In Search of Wild Tigers in India

Words and photos by Coalatree Ambassador Ryan Erickson

Recently a friend and I embarked on an adventure we had talked about for years: searching for the wild tigers of India.

We knew that seeing a tiger in the wild was not going to be easy. There are less than 3,000 tigers left and their populations and habitat are shrinking every day. We wanted to see them while we still could, and we hoped that documenting our journey would raise awareness and help their preservation in some small way.

After months of research, we decided to focus on a region called Bandhavgarh that was known to have the highest density of tigers in India. After a lengthy journey to the remote interior, we finally reached Bandhavgarh. With a guide and licensed tiger tracker, we entered the jungle. The terrain was pristine and beautiful as our jeep snaked through the thick jungle. Endless vines crisscrossed over the road. We saw an abundance of wildlife: wild boar, white-spotted deer, water-buffalo and seemingly a million black-faced Langur monkeys swinging from vines overhead. It looked like a scene straight out of The Jungle Book.

After a few hours of exploring, we heard a piercing noise echo through the jungle. It sounded like a siren. Our guide told us it was a warning call made by a deer. This meant a predator was in the area and the deer was warning the other animals. Our tracker was staring at the dirt. Tiger tracks! They were massive; almost the size of a human hand. We were close. We sat for a while listening and studying the terrain. Suddenly from the silence we heard a low, deep sound… and then we heard it again. It was the growling of a large tiger and it wasn’t more than 20 yards from us in the brush. We sat and we waited. Eventually the growling subsided and the returning sounds of the birds and monkeys indicated that the tiger had moved deeper into the forest.

It was an action-packed first safari but we had missed our window. Tigers are nocturnal hunters and are mostly active at night. We decided to return later when we’d have another chance.

That afternoon, we drove several hours to a region that was about as remote as we could access. The sun was already setting through the thick tree tunnels encompassing the dirt road. Once again, a deer belted out a high-pitched alarm that echoed through the forest—warning calls! We stopped, watched, and listened. We were all on-edge. A wild tiger was very close by. 

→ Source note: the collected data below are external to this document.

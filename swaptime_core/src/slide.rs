// Copyright 2026 the Swaptime Authors
// SPDX-License-Identifier: Apache-2.0 OR MIT

//! Slides: timed units of visual content.

use alloc::boxed::Box;
use alloc::string::String;
use core::fmt;

use crate::display::Display;
use crate::time::{Duration, HostTime};

/// Draws a slide's content into the canvas of the back buffer.
pub type RenderFn<C> = Box<dyn FnMut(&mut C)>;

/// Start and length of a slide, in host time and in swaps.
#[derive(Clone, Copy, Debug, Default, PartialEq, Eq)]
pub struct SlideTiming {
    /// Host time the slide appeared (or is meant to appear).
    pub start_time: HostTime,
    /// Frame number of the swap that showed the slide.
    pub start_frame: u64,
    /// Time on screen. [`Duration::MAX`] when the end is unknown.
    pub duration: Duration,
    /// Swaps on screen. `u64::MAX` when the end is unknown.
    pub frame_count: u64,
}

impl SlideTiming {
    /// Timing of a slide that stays up until someone else replaces it.
    pub const UNBOUNDED: Self = Self {
        start_time: HostTime::ZERO,
        start_frame: 0,
        duration: Duration::MAX,
        frame_count: u64::MAX,
    };

    /// Returns `true` if the end of the slide was never observed.
    #[must_use]
    pub const fn is_unbounded(&self) -> bool {
        self.frame_count == u64::MAX
    }
}

/// Lifecycle of a slide during one presentation.
///
/// `NotStarted → CopyToBackBufferPending → SwapPending → InProgress → Finished`,
/// where `CopyToBackBufferPending` is skipped unless fences are in use.
#[derive(Clone, Copy, Debug, Default, PartialEq, Eq, Hash)]
pub enum SlideStatus {
    /// Queued, not yet drawn.
    #[default]
    NotStarted,
    /// Drawn to the back buffer, waiting for the GPU fence.
    CopyToBackBufferPending,
    /// Ready on the back buffer, waiting for the swap.
    SwapPending,
    /// On screen.
    InProgress,
    /// Replaced by the next slide.
    Finished,
}

/// What a slide shows.
pub enum SlideContent<D: Display> {
    /// Pre-rendered off-screen surface, copied to the back buffer.
    Surface(D::Surface),
    /// Drawn directly into the back buffer when the slide is due.
    Render(RenderFn<D::Canvas>),
    /// The surface was released after the slide was shown.
    Released,
}

impl<D: Display> fmt::Debug for SlideContent<D> {
    fn fmt(&self, f: &mut fmt::Formatter<'_>) -> fmt::Result {
        f.write_str(match self {
            Self::Surface(_) => "Surface",
            Self::Render(_) => "Render",
            Self::Released => "Released",
        })
    }
}

/// One scheduled unit of visual content.
pub struct Slide<D: Display> {
    /// Diagnostic name.
    pub name: String,
    /// Content to show.
    pub content: SlideContent<D>,
    /// Planned timing. The frame count is filled in when the slide is queued.
    pub intended: SlideTiming,
    /// Observed timing, filled in during presentation.
    pub actual: SlideTiming,
    /// Lifecycle status.
    pub status: SlideStatus,
    /// When the GPU reported the back-buffer copy complete, if fences are used.
    pub copy_complete_time: Option<HostTime>,
}

impl<D: Display> Slide<D> {
    fn with_content(name: impl Into<String>, duration: Duration, content: SlideContent<D>) -> Self {
        Self {
            name: name.into(),
            content,
            intended: SlideTiming {
                duration,
                ..SlideTiming::default()
            },
            actual: SlideTiming::default(),
            status: SlideStatus::NotStarted,
            copy_complete_time: None,
        }
    }

    /// A slide showing a pre-rendered surface for `duration`.
    #[must_use]
    pub fn from_surface(name: impl Into<String>, duration: Duration, surface: D::Surface) -> Self {
        Self::with_content(name, duration, SlideContent::Surface(surface))
    }

    /// A slide drawn by `render` for `duration`.
    #[must_use]
    pub fn from_render_fn(
        name: impl Into<String>,
        duration: Duration,
        render: impl FnMut(&mut D::Canvas) + 'static,
    ) -> Self {
        Self::with_content(name, duration, SlideContent::Render(Box::new(render)))
    }

    /// Timing summary for error checking.
    #[must_use]
    pub fn outcome(&self) -> SlideOutcome {
        SlideOutcome {
            intended_frames: self.intended.frame_count,
            actual_frames: self.actual.frame_count,
            actual_start: self.actual.start_time,
            copy_complete_time: self.copy_complete_time,
        }
    }

    /// Row for an external results table.
    #[must_use]
    pub fn record(&self) -> SlideRecord {
        SlideRecord {
            name: self.name.clone(),
            intended: self.intended,
            actual: self.actual,
            copy_complete_time: self.copy_complete_time,
        }
    }

    pub(crate) fn reset(&mut self) {
        self.status = SlideStatus::NotStarted;
        self.actual = SlideTiming::default();
        self.copy_complete_time = None;
    }
}

impl<D: Display> fmt::Debug for Slide<D> {
    fn fmt(&self, f: &mut fmt::Formatter<'_>) -> fmt::Result {
        f.debug_struct("Slide")
            .field("name", &self.name)
            .field("content", &self.content)
            .field("intended", &self.intended)
            .field("actual", &self.actual)
            .field("status", &self.status)
            .field("copy_complete_time", &self.copy_complete_time)
            .finish()
    }
}

/// The parts of a finished slide the error check looks at.
#[derive(Clone, Copy, Debug, PartialEq, Eq)]
pub struct SlideOutcome {
    /// Planned number of swaps on screen.
    pub intended_frames: u64,
    /// Observed number of swaps on screen.
    pub actual_frames: u64,
    /// Observed onset.
    pub actual_start: HostTime,
    /// GPU completion of the back-buffer copy, if known.
    pub copy_complete_time: Option<HostTime>,
}

impl SlideOutcome {
    /// Returns `true` if the GPU finished drawing after the slide was already
    /// on screen.
    #[must_use]
    pub fn copied_late(&self) -> bool {
        self.copy_complete_time
            .is_some_and(|t| t > self.actual_start)
    }
}

/// Display-independent copy of a slide's timing, one row per slide.
#[derive(Clone, Debug, PartialEq, Eq)]
pub struct SlideRecord {
    /// Diagnostic name.
    pub name: String,
    /// Planned timing.
    pub intended: SlideTiming,
    /// Observed timing.
    pub actual: SlideTiming,
    /// GPU completion of the back-buffer copy, if known.
    pub copy_complete_time: Option<HostTime>,
}

impl SlideRecord {
    /// Timing summary for error checking.
    #[must_use]
    pub fn outcome(&self) -> SlideOutcome {
        SlideOutcome {
            intended_frames: self.intended.frame_count,
            actual_frames: self.actual.frame_count,
            actual_start: self.actual.start_time,
            copy_complete_time: self.copy_complete_time,
        }
    }
}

“There!” our guide said. We looked, and 30 yards away through thick brush was a 500-pound striped orange and black cat with a monstrous head staring right at us. It was massive! Suddenly there was movement. The adrenaline was pumping through our veins. A second tiger slowly strolled away from the first. These beasts are so elusive and hard to find that your brain can’t even believe they are real once you finally see one. Their size, grace and astonishing stripes leaves you awestruck. We were stunned.

Suddenly, our guide glanced behind our jeep and did a double take. “Look!” he said. A third tiger casually walked into the dirt road not far from us. This time we were able to see everything in great detail. The large cat stared straight at us with focused, intense eyes. Nobody made a sound. The large male tiger never took his eyes off of us. He then sat down square in our path and continued staring at us. After a few minutes the massive male tiger stood up, stretched, and disappeared back into the thick curtains of the jungle. We were all stunned and grateful.

It was so amazing to see tigers in their natural environment but we realized that the planning and the adventure of looking for a rare animal in a strange land was equally as gratifying as the sighting itself. In a world of instant gratification, to commit to an adventure, which takes months to organize, knowing that you may fail, and to travel to the ends of the earth to see it through, for better or worse, was good for the soul.